Proceedings of the Institution of Civil Engineers - Construction Materials
The fire performance of heavy timber frame structures is often limited by the poor fire performance of its connections. Conventional timber connections, dowelled or toothed plate connections typically use steel as a connector material. In a fire, the steel parts rapidly conduct heat into the timber, leading to reduced fire performance. Replacing metallic connectors with alternative non-metallic, low thermal conductivity connector materials can, therefore, lead to improved connection performance in fire. This paper presents an experimental study into the fire performance of metal-free timber connections comprising a hot-pressed plywood flitch plate and glass-fibre-reinforced polymer dowels.

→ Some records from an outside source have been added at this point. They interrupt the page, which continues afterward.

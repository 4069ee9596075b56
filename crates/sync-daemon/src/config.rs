use clap::Parser;
use std::path::PathBuf;
use std::time::Duration;
use sync_core::{RefreshPolicy, SyncSettings};

#[derive(Parser, Debug)]
#[command(name = "workspace-sync")]
#[command(about = "Sync a directory of markdown documents to a local object service")]
pub struct Args {
    /// Directory of documents to watch
    #[arg(short, long, env = "WORKSPACE_SYNC_DIR", default_value = "~/anytype-workspace")]
    pub watch_dir: String,

    /// Space that new objects are created in
    #[arg(short, long, env = "WORKSPACE_SYNC_SPACE_ID")]
    pub space_id: String,

    /// Base URL of the service's local API
    #[arg(long, env = "ANYTYPE_API_URL", default_value = "http://127.0.0.1:31012")]
    pub api_url: String,

    /// Service configuration file holding the session token
    #[arg(long, env = "ANYTYPE_CONFIG", default_value = "~/.anytype/config.json")]
    pub credential_file: String,

    /// Where the filename -> object ID mapping is kept
    #[arg(
        long,
        env = "WORKSPACE_SYNC_OBJECT_MAP",
        default_value = "~/.anytype-workspace-objectmap.json"
    )]
    pub object_map: String,

    /// Service binary restarted to obtain a fresh session
    #[arg(long, env = "ANYTYPE_BINARY", default_value = "~/.local/bin/anytype")]
    pub service_binary: String,

    /// Debounce window for file events, in milliseconds
    #[arg(long, default_value_t = 2000)]
    pub debounce_ms: u64,

    /// Minimum time between session refreshes, in seconds
    #[arg(long, default_value_t = 30)]
    pub refresh_cooldown_secs: u64,

    /// Extension of tracked documents
    #[arg(long, default_value = "md")]
    pub extension: String,

    /// Also sync documents in subdirectories at startup.
    ///
    /// Objects are keyed by file name without extension, so `a.md` and
    /// `sub/a.md` share one remote object.
    #[arg(long)]
    pub recursive: bool,

    /// Enable verbose logging
    #[arg(long)]
    pub verbose: bool,
}

/// Daemon configuration with paths expanded.
#[derive(Debug, Clone)]
pub struct Config {
    pub watch_dir: PathBuf,
    pub space_id: String,
    pub api_url: String,
    pub credential_file: PathBuf,
    pub object_map: PathBuf,
    pub service_binary: PathBuf,
    pub sync: SyncSettings,
    pub refresh: RefreshPolicy,
    pub verbose: bool,
}

impl From<Args> for Config {
    fn from(args: Args) -> Self {
        Self {
            watch_dir: expand_tilde(&args.watch_dir),
            space_id: args.space_id,
            api_url: args.api_url,
            credential_file: expand_tilde(&args.credential_file),
            object_map: expand_tilde(&args.object_map),
            service_binary: expand_tilde(&args.service_binary),
            sync: SyncSettings {
                debounce: Duration::from_millis(args.debounce_ms),
                extension: args.extension.trim_start_matches('.').to_string(),
                recursive: args.recursive,
            },
            refresh: RefreshPolicy {
                cooldown: Duration::from_secs(args.refresh_cooldown_secs),
            },
            verbose: args.verbose,
        }
    }
}

/// Expand ~ or ~/ prefix to the user's home directory.
fn expand_tilde(path: &str) -> PathBuf {
    if path == "~" {
        dirs::home_dir().unwrap_or_else(|| PathBuf::from("~"))
    } else if let Some(rest) = path.strip_prefix("~/") {
        dirs::home_dir()
            .map(|home| home.join(rest))
            .unwrap_or_else(|| PathBuf::from(path))
    } else {
        PathBuf::from(path)
    }
}
use std::path::Path;
use std::time::Duration;

/// Knobs shared by the dispatcher and the startup sweep.
#[derive(Debug, Clone, PartialEq, Eq)]
pub struct SyncSettings {
    /// Events for a path closer together than this are dropped, and accepted
    /// writes wait this long before syncing.
    pub debounce: Duration,
    /// Extension (without the dot) of tracked documents.
    pub extension: String,
    /// Walk subdirectories during the startup sweep.
    pub recursive: bool,
}

impl Default for SyncSettings {
    fn default() -> Self {
        Self {
            debounce: Duration::from_secs(2),
            extension: "md".to_string(),
            recursive: false,
        }
    }
}

impl SyncSettings {
    /// Whether `path` names a tracked document.
    ///
    /// Hidden files (editor swap and lock files) are never tracked.
    pub fn tracks(&self, path: &Path) -> bool {
        let hidden = path
            .file_name()
            .and_then(|name| name.to_str())
            .is_none_or(|name| name.starts_with('.'));

        !hidden
            && path
                .extension()
                .is_some_and(|ext| ext.eq_ignore_ascii_case(&self.extension))
    }
}
//! Persistent mapping from local filename to remote object ID.
//!
//! The whole mapping is kept in memory and rewritten to a single JSON file
//! after every mutation. A missing file on startup means an empty mapping.

use serde_json::Error as JsonError;
use std::collections::BTreeMap;
use std::fs;
use std::io;
use std::path::{Path, PathBuf};
use std::sync::{PoisonError, RwLock};
use thiserror::Error;
use tracing::debug;

#[derive(Debug, Error)]
pub enum StoreError {
    #[error("Failed to access object map {path}: {source}")]
    Io {
        path: PathBuf,
        #[source]
        source: io::Error,
    },

    #[error("Failed to parse object map {path}: {source}")]
    Parse {
        path: PathBuf,
        #[source]
        source: JsonError,
    },

    #[error("Failed to serialize object map: {0}")]
    Serialize(#[source] JsonError),
}

pub type Result<T> = std::result::Result<T, StoreError>;

/// Filename to remote object ID mapping backed by a JSON file.
///
/// Every entry names an object believed to exist remotely. Absence means the
/// file was never synced or has been deleted.
#[derive(Debug)]
pub struct IdStore {
    /// Path to the backing file.
    path: PathBuf,
    /// In-memory mapping (filename -> object ID).
    mapping: RwLock<BTreeMap<String, String>>,
}

impl IdStore {
    /// Open the store at `path`, loading any existing mapping.
    ///
    /// A missing file is not an error. Any other read or parse failure is.
    pub fn open(path: impl Into<PathBuf>) -> Result<Self> {
        let path = path.into();
        let mapping = Self::load(&path)?;
        debug!("Loaded {} object mapping(s) from {}", mapping.len(), path.display());

        Ok(Self {
            path,
            mapping: RwLock::new(mapping),
        })
    }

    fn load(path: &Path) -> Result<BTreeMap<String, String>> {
        let contents = match fs::read_to_string(path) {
            Ok(contents) => contents,
            Err(e) if e.kind() == io::ErrorKind::NotFound => return Ok(BTreeMap::new()),
            Err(source) => {
                return Err(StoreError::Io {
                    path: path.to_path_buf(),
                    source,
                });
            }
        };

        serde_json::from_str(&contents).map_err(|source| StoreError::Parse {
            path: path.to_path_buf(),
            source,
        })
    }

    /// Path of the backing file.
    pub fn path(&self) -> &Path {
        &self.path
    }

    /// Look up the remote object ID for a filename.
    pub fn get(&self, filename: &str) -> Option<String> {
        let mapping = self.mapping.read().unwrap_or_else(PoisonError::into_inner);
        mapping.get(filename).cloned()
    }

    /// Record `filename -> object_id` and flush to disk.
    ///
    /// On a flush failure the in-memory entry stays in place and the error
    /// is returned.
    pub fn set(&self, filename: &str, object_id: &str) -> Result<()> {
        let mut mapping = self.mapping.write().unwrap_or_else(PoisonError::into_inner);
        mapping.insert(filename.to_string(), object_id.to_string());
        self.save(&mapping)
    }

    /// Remove the entry for `filename` and flush to disk.
    pub fn remove(&self, filename: &str) -> Result<()> {
        let mut mapping = self.mapping.write().unwrap_or_else(PoisonError::into_inner);
        mapping.remove(filename);
        self.save(&mapping)
    }

    /// Number of tracked files.
    pub fn len(&self) -> usize {
        self.mapping.read().unwrap_or_else(PoisonError::into_inner).len()
    }

    pub fn is_empty(&self) -> bool {
        self.len() == 0
    }

    /// Copy of the current mapping.
    pub fn snapshot(&self) -> BTreeMap<String, String> {
        self.mapping.read().unwrap_or_else(PoisonError::into_inner).clone()
    }

    /// Write the mapping next to the target and rename it into place.
    fn save(&self, mapping: &BTreeMap<String, String>) -> Result<()> {
        let io_err = |source| StoreError::Io {
            path: self.path.clone(),
            source,
        };

        if let Some(parent) = self.path.parent().filter(|p| !p.as_os_str().is_empty()) {
            fs::create_dir_all(parent).map_err(io_err)?;
        }

        let contents = serde_json::to_string_pretty(mapping).map_err(StoreError::Serialize)?;

        let mut tmp = self.path.clone().into_os_string();
        tmp.push(".tmp");
        let tmp = PathBuf::from(tmp);

        fs::write(&tmp, contents).map_err(io_err)?;
        fs::rename(&tmp, &self.path).map_err(io_err)
    }
}
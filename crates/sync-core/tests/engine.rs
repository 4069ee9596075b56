//! Reconciliation tests for single documents: create, update, delete and the
//! credential refresh path underneath them.

mod common;

use common::{Call, Harness, SPACE};
use sync_core::{RemoteError, RemoveOutcome, SessionError, SyncError, SyncOutcome};

#[tokio::test]
async fn test_first_sync_creates_object_and_mapping() {
    let h = Harness::new();
    let path = h.write("hello.md", "# Hello World\nbody");

    let outcome = h.engine.sync_file(&path).await.unwrap();

    assert_eq!(outcome, SyncOutcome::Created("obj-1".into()));
    assert_eq!(h.store().get("hello").as_deref(), Some("obj-1"));
    assert_eq!(
        h.transport.object("obj-1"),
        Some(("Hello World".into(), "# Hello World\nbody".into()))
    );
}

#[tokio::test]
async fn test_resync_updates_in_place() {
    let h = Harness::new();
    let path = h.write("note.md", "# One\n");
    h.engine.sync_file(&path).await.unwrap();

    h.write("note.md", "# Two\n");
    let outcome = h.engine.sync_file(&path).await.unwrap();

    assert_eq!(outcome, SyncOutcome::Updated("obj-1".into()));
    assert_eq!(h.transport.creates(), 1);
    assert_eq!(h.transport.object_count(), 1);
    assert_eq!(h.transport.object("obj-1").unwrap().0, "Two");
}

#[tokio::test]
async fn test_resync_recreates_missing_object() {
    let h = Harness::new();
    let path = h.write("note.md", "text");
    h.engine.sync_file(&path).await.unwrap();
    h.transport.forget_object("obj-1");

    let outcome = h.engine.sync_file(&path).await.unwrap();

    assert_eq!(outcome, SyncOutcome::Recreated("obj-2".into()));
    assert_eq!(h.store().get("note").as_deref(), Some("obj-2"));
    assert_eq!(h.reload_store().get("note").as_deref(), Some("obj-2"));
}

#[tokio::test]
async fn test_unreadable_file_is_a_file_error() {
    let h = Harness::new();

    let err = h
        .engine
        .sync_file(&h.root().join("missing.md"))
        .await
        .unwrap_err();

    assert!(matches!(err, SyncError::File(_)));
    assert!(h.transport.calls().is_empty());
}

#[tokio::test]
async fn test_remote_failure_leaves_mapping_untouched() {
    let h = Harness::new();
    let path = h.write("note.md", "text");
    h.transport.fail_next(RemoteError::Unavailable);

    let err = h.engine.sync_file(&path).await.unwrap_err();

    assert!(matches!(
        err,
        SyncError::Session(SessionError::Remote(RemoteError::Unavailable))
    ));
    assert!(h.store().is_empty());
}

#[tokio::test]
async fn test_delete_removes_object_and_mapping() {
    let h = Harness::new();
    let path = h.write("note.md", "text");
    h.engine.sync_file(&path).await.unwrap();
    h.delete(&path);

    let outcome = h.engine.remove_file(&path).await.unwrap();

    assert_eq!(outcome, RemoveOutcome::Deleted);
    assert_eq!(h.store().get("note"), None);
    assert_eq!(h.reload_store().get("note"), None);
    assert_eq!(h.transport.object_count(), 0);
}

#[tokio::test]
async fn test_delete_of_already_gone_object_still_drops_mapping() {
    let h = Harness::new();
    let path = h.write("note.md", "text");
    h.engine.sync_file(&path).await.unwrap();
    h.transport.forget_object("obj-1");

    let outcome = h.engine.remove_file(&path).await.unwrap();

    assert_eq!(outcome, RemoveOutcome::AlreadyGone);
    assert_eq!(h.store().get("note"), None);
}

#[tokio::test]
async fn test_delete_of_untracked_file_makes_no_call() {
    let h = Harness::new();

    let outcome = h.engine.remove_file(&h.root().join("never.md")).await.unwrap();

    assert_eq!(outcome, RemoveOutcome::Untracked);
    assert!(h.transport.calls().is_empty());
}

#[tokio::test]
async fn test_failed_delete_keeps_mapping() {
    let h = Harness::new();
    let path = h.write("note.md", "text");
    h.engine.sync_file(&path).await.unwrap();
    h.transport.fail_next(RemoteError::Internal("boom".into()));

    assert!(h.engine.remove_file(&path).await.is_err());
    assert_eq!(h.store().get("note").as_deref(), Some("obj-1"));
}

#[tokio::test]
async fn test_expired_token_is_refreshed_and_call_retried() {
    let h = Harness::new();
    h.transport.accept_only("fresh-1");
    let path = h.write("note.md", "text");

    let outcome = h.engine.sync_file(&path).await.unwrap();

    assert_eq!(outcome, SyncOutcome::Created("obj-1".into()));
    assert_eq!(h.reauth.calls(), 1);
    assert_eq!(h.transport.creates(), 2);
}

#[tokio::test]
async fn test_second_auth_failure_inside_cooldown_is_rate_limited() {
    let h = Harness::new();
    // No token the reauthenticator produces is ever accepted.
    h.transport.accept_only("unobtainable");
    let a = h.write("a.md", "a");
    let b = h.write("b.md", "b");

    let first = h.engine.sync_file(&a).await.unwrap_err();
    let second = h.engine.sync_file(&b).await.unwrap_err();

    assert!(matches!(
        first,
        SyncError::Session(SessionError::Remote(RemoteError::Unauthenticated))
    ));
    assert!(matches!(
        second,
        SyncError::Session(SessionError::RefreshFailed { .. })
    ));
    assert_eq!(h.reauth.calls(), 1);
    // a: original + retry, b: original only.
    assert_eq!(h.transport.creates(), 3);
    assert!(h.store().is_empty());
}

#[tokio::test]
async fn test_open_container_goes_through_session() {
    let h = Harness::new();

    h.engine.session().open_container(SPACE).await.unwrap();
    h.engine.session().open_container(SPACE).await.unwrap();

    assert_eq!(
        h.transport.calls(),
        vec![Call::Open(SPACE.into()), Call::Open(SPACE.into())]
    );
}

#[tokio::test]
async fn test_unwritable_map_does_not_fail_sync() {
    let h = Harness::new();
    let path = h.write("note.md", "# Note\n");
    std::fs::create_dir(h.store().path()).unwrap();

    let outcome = h.engine.sync_file(&path).await.unwrap();

    assert_eq!(outcome, SyncOutcome::Created("obj-1".into()));
    assert_eq!(h.store().get("note").as_deref(), Some("obj-1"));
}

#[tokio::test]
async fn test_unwritable_map_does_not_fail_delete() {
    let h = Harness::new();
    let path = h.write("note.md", "# Note\n");
    h.engine.sync_file(&path).await.unwrap();
    std::fs::remove_file(h.store().path()).unwrap();
    std::fs::create_dir(h.store().path()).unwrap();
    h.delete(&path);

    let outcome = h.engine.remove_file(&path).await.unwrap();

    assert_eq!(outcome, RemoveOutcome::Deleted);
    assert_eq!(h.store().get("note"), None);
    assert_eq!(h.transport.object_count(), 0);
}
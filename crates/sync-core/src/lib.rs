//! sync-core: Change-synchronization engine for a watched document directory.
//!
//! This crate provides the core functionality for:
//! - Persisting the filename -> remote object ID mapping
//! - Extracting change records from documents on disk
//! - Authenticated remote calls with credential refresh and a single retry
//! - Debouncing filesystem events and dispatching create/update/delete
//! - Sweeping existing documents at startup
//!
//! The concrete transport, re-authentication procedure and filesystem
//! watcher are supplied by the caller through [`RemoteTransport`],
//! [`Reauthenticator`] and a channel of [`WatchMessage`]s.

pub mod bootstrap;
pub mod change;
pub mod credential;
pub mod debounce;
pub mod dispatcher;
pub mod engine;
pub mod refresh;
pub mod remote;
pub mod session;
pub mod settings;
pub mod store;

pub use bootstrap::{BootstrapError, BootstrapReport, initial_sync};
pub use change::{ChangeRecord, FileError};
pub use credential::{CredentialError, read_session_token};
pub use debounce::Debouncer;
pub use dispatcher::{Dispatch, Dispatcher, FsEvent, FsEventKind, WatchError, WatchMessage};
pub use engine::{RemoveOutcome, SyncEngine, SyncError, SyncOutcome};
pub use refresh::{Reauthenticator, RefreshController, RefreshError, RefreshPolicy};
pub use remote::{RemoteError, RemoteTransport};
pub use session::{Session, SessionError};
pub use settings::SyncSettings;
pub use store::{IdStore, StoreError};
//! Turning a document on disk into a change record.

use std::io;
use std::path::{Path, PathBuf};
use thiserror::Error;

/// Heading marker that promotes a line to the document title.
const TITLE_MARKER: &str = "# ";

#[derive(Debug, Error)]
pub enum FileError {
    #[error("Failed to read {path}: {source}")]
    Read {
        path: PathBuf,
        #[source]
        source: io::Error,
    },

    #[error("Path has no usable file name: {0}")]
    InvalidPath(PathBuf),
}

/// A single document about to be pushed to the remote service.
#[derive(Debug, Clone, PartialEq, Eq)]
pub struct ChangeRecord {
    /// Full path of the source file
    pub path: PathBuf,
    /// Base name without extension; the key in the identifier store
    pub filename: String,
    /// First level-1 heading, or the filename
    pub title: String,
    /// Raw file contents
    pub content: String,
}

/// Derive the store key for a path: its base name with the extension removed.
pub fn filename_for(path: &Path) -> Result<String, FileError> {
    path.file_stem()
        .and_then(|stem| stem.to_str())
        .filter(|stem| !stem.is_empty())
        .map(str::to_string)
        .ok_or_else(|| FileError::InvalidPath(path.to_path_buf()))
}

/// Extract the title from document text.
///
/// The first line starting with `# ` wins, with the marker stripped and the
/// rest of the line kept as-is. Returns `None` when no such line exists.
pub fn extract_title(content: &str) -> Option<&str> {
    content
        .lines()
        .find_map(|line| line.strip_prefix(TITLE_MARKER))
}

/// Read a document and build its change record.
pub async fn extract(path: &Path) -> Result<ChangeRecord, FileError> {
    let filename = filename_for(path)?;
    let content = tokio::fs::read_to_string(path)
        .await
        .map_err(|source| FileError::Read {
            path: path.to_path_buf(),
            source,
        })?;

    let title = extract_title(&content).unwrap_or(&filename).to_string();

    Ok(ChangeRecord {
        path: path.to_path_buf(),
        filename,
        title,
        content,
    })
}
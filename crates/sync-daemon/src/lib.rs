//! workspace-sync daemon: the native pieces around sync-core.
//!
//! This library layer exposes the transport, re-authentication and watcher
//! so integration tests can drive them directly.

pub mod config;
pub mod http;
pub mod reauth;
pub mod watcher;

pub use config::{Args, Config};
pub use http::HttpTransport;
pub use reauth::ProcessRestart;
pub use watcher::DirectoryWatcher;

The thermal behaviour of the connections at elevated temperatures is studied using a standard cone calorimeter apparatus and a novel heat transfer rate inducing system. The latter is a fire testing system developed at the University of Edinburgh. The mechanical behaviour of the connection during severe heating was also studied using an environmental chamber at temperatures up to 610°C. The results demonstrate that heat transfer in the non-metallic connections is governed by the thermal properties of the timber, resulting in significant enhancements in connection fire performance.